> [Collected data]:
- - - -

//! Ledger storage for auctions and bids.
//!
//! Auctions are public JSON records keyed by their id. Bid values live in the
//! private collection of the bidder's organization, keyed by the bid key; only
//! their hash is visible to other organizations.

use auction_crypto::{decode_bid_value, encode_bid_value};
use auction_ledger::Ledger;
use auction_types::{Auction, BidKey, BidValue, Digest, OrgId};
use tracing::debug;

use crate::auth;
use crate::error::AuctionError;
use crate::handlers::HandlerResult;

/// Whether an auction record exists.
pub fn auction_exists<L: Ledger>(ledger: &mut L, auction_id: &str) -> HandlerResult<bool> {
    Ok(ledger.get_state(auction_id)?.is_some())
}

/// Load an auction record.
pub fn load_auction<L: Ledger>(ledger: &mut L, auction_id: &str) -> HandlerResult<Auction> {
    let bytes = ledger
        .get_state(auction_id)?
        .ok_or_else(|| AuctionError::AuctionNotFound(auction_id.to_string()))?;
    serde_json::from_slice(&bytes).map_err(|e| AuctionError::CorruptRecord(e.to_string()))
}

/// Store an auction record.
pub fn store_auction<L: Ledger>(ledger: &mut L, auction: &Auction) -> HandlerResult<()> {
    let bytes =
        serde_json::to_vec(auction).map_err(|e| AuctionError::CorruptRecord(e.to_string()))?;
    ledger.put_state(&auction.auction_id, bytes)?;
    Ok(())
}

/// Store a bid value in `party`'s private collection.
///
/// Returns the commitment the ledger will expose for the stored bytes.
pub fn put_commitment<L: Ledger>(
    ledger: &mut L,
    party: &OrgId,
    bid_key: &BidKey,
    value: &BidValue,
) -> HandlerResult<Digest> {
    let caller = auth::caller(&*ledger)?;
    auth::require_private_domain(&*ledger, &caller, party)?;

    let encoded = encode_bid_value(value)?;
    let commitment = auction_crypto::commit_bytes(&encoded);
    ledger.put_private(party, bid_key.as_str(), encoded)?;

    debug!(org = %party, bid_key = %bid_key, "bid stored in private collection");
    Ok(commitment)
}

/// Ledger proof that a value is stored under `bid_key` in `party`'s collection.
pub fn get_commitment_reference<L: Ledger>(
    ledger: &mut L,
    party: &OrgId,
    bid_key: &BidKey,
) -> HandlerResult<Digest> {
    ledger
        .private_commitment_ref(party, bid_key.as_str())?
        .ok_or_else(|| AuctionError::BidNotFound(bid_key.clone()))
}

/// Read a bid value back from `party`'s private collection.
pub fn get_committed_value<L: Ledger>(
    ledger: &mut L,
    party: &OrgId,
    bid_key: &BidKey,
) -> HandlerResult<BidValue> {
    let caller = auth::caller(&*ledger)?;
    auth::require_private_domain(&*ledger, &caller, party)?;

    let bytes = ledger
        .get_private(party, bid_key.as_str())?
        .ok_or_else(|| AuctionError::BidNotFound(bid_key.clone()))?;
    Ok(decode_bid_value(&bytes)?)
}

- - - -

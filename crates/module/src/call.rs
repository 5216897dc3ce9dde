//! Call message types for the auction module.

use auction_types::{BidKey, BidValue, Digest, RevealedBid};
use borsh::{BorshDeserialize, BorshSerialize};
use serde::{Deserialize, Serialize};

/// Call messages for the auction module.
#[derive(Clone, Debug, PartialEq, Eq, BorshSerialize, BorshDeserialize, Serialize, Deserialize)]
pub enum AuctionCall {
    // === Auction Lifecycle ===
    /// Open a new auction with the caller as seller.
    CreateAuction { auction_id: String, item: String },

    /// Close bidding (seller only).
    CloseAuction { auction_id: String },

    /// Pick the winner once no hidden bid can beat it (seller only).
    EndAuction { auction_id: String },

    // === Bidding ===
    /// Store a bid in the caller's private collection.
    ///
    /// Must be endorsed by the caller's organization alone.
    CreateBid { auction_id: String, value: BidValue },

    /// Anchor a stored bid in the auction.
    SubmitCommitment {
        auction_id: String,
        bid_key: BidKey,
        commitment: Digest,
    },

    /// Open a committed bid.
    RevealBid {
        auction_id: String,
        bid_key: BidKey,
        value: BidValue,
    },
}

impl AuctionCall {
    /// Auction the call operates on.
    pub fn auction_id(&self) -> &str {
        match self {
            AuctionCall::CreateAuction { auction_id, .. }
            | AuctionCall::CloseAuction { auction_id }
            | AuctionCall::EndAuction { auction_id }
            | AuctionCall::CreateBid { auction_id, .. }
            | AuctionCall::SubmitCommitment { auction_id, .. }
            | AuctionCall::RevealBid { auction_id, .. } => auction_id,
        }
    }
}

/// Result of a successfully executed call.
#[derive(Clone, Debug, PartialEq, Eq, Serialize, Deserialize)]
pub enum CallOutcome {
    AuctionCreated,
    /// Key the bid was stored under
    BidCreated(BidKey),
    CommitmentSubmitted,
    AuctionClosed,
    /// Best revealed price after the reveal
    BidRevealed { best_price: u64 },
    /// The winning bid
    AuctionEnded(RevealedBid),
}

- - - -

> [AIM OF THE TASK]:
All lines above from the one containing "use crate::auth;" to the one containing "pub fn auction_exists<L: Ledger>(ledger: &mut" must be repeated exactly, both lines included, and no others.

> [WRITTEN RESPONSE]:
use crate::auth;
use crate::error::AuctionError;
use crate::handlers::HandlerResult;

/// Whether an auction record exists.
pub fn auction_exists<L: Ledger>(ledger: &mut L, auction_id: &str) -> HandlerResult<bool> {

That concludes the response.